Information provided below:

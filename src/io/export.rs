//! Dashboard exports.
//!
//! - JSON: the whole `Dashboard` (blocks + declarative figures)
//! - CSV: the campaign × gender summary table
//! - HTML: a self-contained page rendered by `render::html`

use std::fs::File;
use std::io::{BufWriter, Write};
use std::path::Path;

use tracing::info;

use crate::error::AppError;
use crate::report::{CampaignSummaryRow, Dashboard};

/// Write the dashboard as pretty-printed JSON.
pub fn write_dashboard_json(path: &Path, dashboard: &Dashboard) -> Result<(), AppError> {
    let file = File::create(path)
        .map_err(|e| AppError::new(2, format!("Failed to create export JSON '{}': {e}", path.display())))?;
    let mut writer = BufWriter::new(file);

    serde_json::to_writer_pretty(&mut writer, dashboard)
        .map_err(|e| AppError::new(2, format!("Failed to write export JSON: {e}")))?;
    writer
        .flush()
        .map_err(|e| AppError::new(2, format!("Failed to write export JSON: {e}")))?;

    info!(path = %path.display(), "dashboard JSON written");
    Ok(())
}

/// Write the campaign × gender summary to CSV.
pub fn write_summary_csv(path: &Path, rows: &[CampaignSummaryRow]) -> Result<(), AppError> {
    let file = File::create(path)
        .map_err(|e| AppError::new(2, format!("Failed to create summary CSV '{}': {e}", path.display())))?;
    write_summary(file, rows)?;

    info!(path = %path.display(), rows = rows.len(), "summary CSV written");
    Ok(())
}

fn write_summary<W: Write>(out: W, rows: &[CampaignSummaryRow]) -> Result<(), AppError> {
    let mut writer = csv::Writer::from_writer(out);
    for r in rows {
        writer
            .serialize(r)
            .map_err(|e| AppError::new(2, format!("Failed to write summary CSV row: {e}")))?;
    }
    writer
        .flush()
        .map_err(|e| AppError::new(2, format!("Failed to write summary CSV: {e}")))?;
    Ok(())
}

/// Write the dashboard as a standalone HTML page.
pub fn write_dashboard_html(path: &Path, dashboard: &Dashboard) -> Result<(), AppError> {
    let page = crate::render::html::render_page(dashboard)?;
    std::fs::write(path, page)
        .map_err(|e| AppError::new(2, format!("Failed to write export HTML '{}': {e}", path.display())))?;

    info!(path = %path.display(), "dashboard HTML written");
    Ok(())
}

#[cfg(test)]
mod tests {
    use super::*;
    use crate::domain::{CampaignId, Gender};

    #[test]
    fn summary_csv_has_header_and_rows() {
        let rows = vec![
            CampaignSummaryRow {
                campaign_id: CampaignId::new("1178"),
                gender: Gender::F,
                clicks: 40,
                spent: 61.5,
                approved_conversion: 2,
                conversion_rate: 0.05,
            },
            CampaignSummaryRow {
                campaign_id: CampaignId::new("1178"),
                gender: Gender::M,
                clicks: 0,
                spent: 0.0,
                approved_conversion: 1,
                conversion_rate: 1.0,
            },
        ];

        let mut buf = Vec::new();
        write_summary(&mut buf, &rows).unwrap();
        let text = String::from_utf8(buf).unwrap();
        let lines: Vec<&str> = text.lines().collect();

        assert_eq!(lines[0], "campaign_id,gender,clicks,spent,approved_conversion,conversion_rate");
        assert_eq!(lines[1], "1178,F,40,61.5,2,0.05");
        assert_eq!(lines[2], "1178,M,0,0.0,1,1.0");
    }

    #[test]
    fn unwritable_path_is_an_input_error() {
        let path = std::env::temp_dir().join("abdash-missing-dir").join("nested").join("out.csv");
        let err = write_summary_csv(&path, &[]).unwrap_err();
        assert_eq!(err.exit_code(), 2);
    }
}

End of Information provided.

When a line of the records holds the word "lines", copy that line.

Answer section:
        let lines: Vec<&str> = text.lines().collect();
        assert_eq!(lines[0], "campaign_id,gender,clicks,spent,approved_conversion,conversion_rate");
        assert_eq!(lines[1], "1178,F,40,61.5,2,0.05");
        assert_eq!(lines[2], "1178,M,0,0.0,1,1.0");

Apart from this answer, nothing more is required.